[WHAT THE TASK REQUIRES] Examine the records below. Report how many of their lines contain the word "Debug", with no other content.

[RECORDED INFORMATION]
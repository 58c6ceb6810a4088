pub mod config;
pub mod error;
pub mod export;
pub mod run;

pub use config::RunConfig;
pub use error::RunError;
pub use run::{read_documents, run_reconciliation, ReconciliationRun, RunSummary};

pub use concilia_import::{LedgerColumns, LedgerEncoding, LedgerProfile, ReconciliationResult};
#[cfg(feature = "pdf")]
pub use concilia_statement::PdfTextReader;
pub use concilia_statement::{
    ExtractionOptions, MockReader, StatementDocument, StatementReader, YieldPolicy,
};

/// Installs the global `tracing` subscriber. Filtering follows `RUST_LOG`,
/// defaulting to `info` for the concilia crates. Later calls are no-ops.
pub fn init_tracing() {
    let _ = tracing_subscriber::fmt()
        .with_env_filter(
            tracing_subscriber::EnvFilter::try_from_default_env().unwrap_or_else(|_| {
                "concilia=info,concilia_statement=info,concilia_import=info".into()
            }),
        )
        .try_init();
}
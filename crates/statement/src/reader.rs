use std::collections::HashMap;

use thiserror::Error;

use crate::types::RawStatementPage;

#[derive(Debug, Error)]
pub enum ReaderError {
    #[error("Document could not be decoded: {0}")]
    Decode(String),
    #[error("Document has no pages")]
    Empty,
}

/// Abstraction over a document decoder.
/// Implementations accept the raw bytes of one statement file and return its
/// pages, each with extracted text and tables. `x_tolerance` is the horizontal
/// gap, in points, below which adjacent glyphs belong to the same word; readers
/// that do their own word grouping may ignore it.
pub trait StatementReader: Send + Sync {
    fn read_pages(&self, data: &[u8], x_tolerance: f32) -> Result<Vec<RawStatementPage>, ReaderError>;
}

// ── Mock reader (always available, used for tests) ───────────────────────────

/// Serves prepared pages keyed by document bytes. Bytes it was not given fail
/// to decode, which stands in for a corrupt upload.
#[derive(Default)]
pub struct MockReader {
    documents: HashMap<Vec<u8>, Vec<RawStatementPage>>,
}

impl MockReader {
    pub fn new() -> Self {
        Self::default()
    }

    pub fn with_document(mut self, data: impl Into<Vec<u8>>, pages: Vec<RawStatementPage>) -> Self {
        self.documents.insert(data.into(), pages);
        self
    }
}

impl StatementReader for MockReader {
    fn read_pages(&self, data: &[u8], _x_tolerance: f32) -> Result<Vec<RawStatementPage>, ReaderError> {
        self.documents
            .get(data)
            .cloned()
            .ok_or_else(|| ReaderError::Decode("unrecognised document bytes".to_string()))
    }
}

/// Builds text-only pages from per-page text, dropping blank pages.
pub fn pages_from_text<I, S>(texts: I) -> Result<Vec<RawStatementPage>, ReaderError>
where
    I: IntoIterator<Item = S>,
    S: Into<String>,
{
    let pages: Vec<RawStatementPage> = texts
        .into_iter()
        .map(Into::<String>::into)
        .filter(|t| !t.trim().is_empty())
        .map(RawStatementPage::text_only)
        .collect();
    if pages.is_empty() {
        return Err(ReaderError::Empty);
    }
    Ok(pages)
}

// ── PDF text backend (optional, gated behind `pdf` feature) ──────────────────

#[cfg(feature = "pdf")]
pub mod pdf_backend {
    use super::{pages_from_text, ReaderError, StatementReader};
    use crate::types::RawStatementPage;

    /// Text-only reader over `pdf-extract`. It finds no tables, so only the
    /// text-summary layout can be recognised from its output. Word grouping is
    /// done by `pdf-extract` itself; `x_tolerance` has no effect here.
    #[derive(Debug, Default)]
    pub struct PdfTextReader;

    impl StatementReader for PdfTextReader {
        fn read_pages(
            &self,
            data: &[u8],
            _x_tolerance: f32,
        ) -> Result<Vec<RawStatementPage>, ReaderError> {
            let texts = pdf_extract::extract_text_from_mem_by_pages(data)
                .map_err(|e| ReaderError::Decode(e.to_string()))?;
            pages_from_text(texts)
        }
    }
}
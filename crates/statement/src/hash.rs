use std::fmt::Write;

use sha2::{Digest, Sha256};

/// Lowercase hex SHA-256 of a document's bytes. Two uploads with the same
/// fingerprint are the same statement, whatever their file names.
pub fn fingerprint(data: &[u8]) -> String {
    Sha256::digest(data)
        .iter()
        .fold(String::with_capacity(64), |mut hex, byte| {
            let _ = write!(hex, "{byte:02x}");
            hex
        })
}

#[cfg(test)]
mod tests {
    use super::*;

    #[test]
    fn empty_input_digest() {
        assert_eq!(
            fingerprint(b""),
            "e3b0c44298fc1c149afbf4c8996fb92427ae41e4649b934ca495991b7852b855"
        );
    }

    #[test]
    fn fingerprint_depends_on_content_only() {
        assert_eq!(fingerprint(b"extrato"), fingerprint(b"extrato"));
        assert_ne!(fingerprint(b"extrato"), fingerprint(b"extrato "));
        assert_eq!(fingerprint(b"x").len(), 64);
    }
}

[ANSWER FOR THE TASK] 2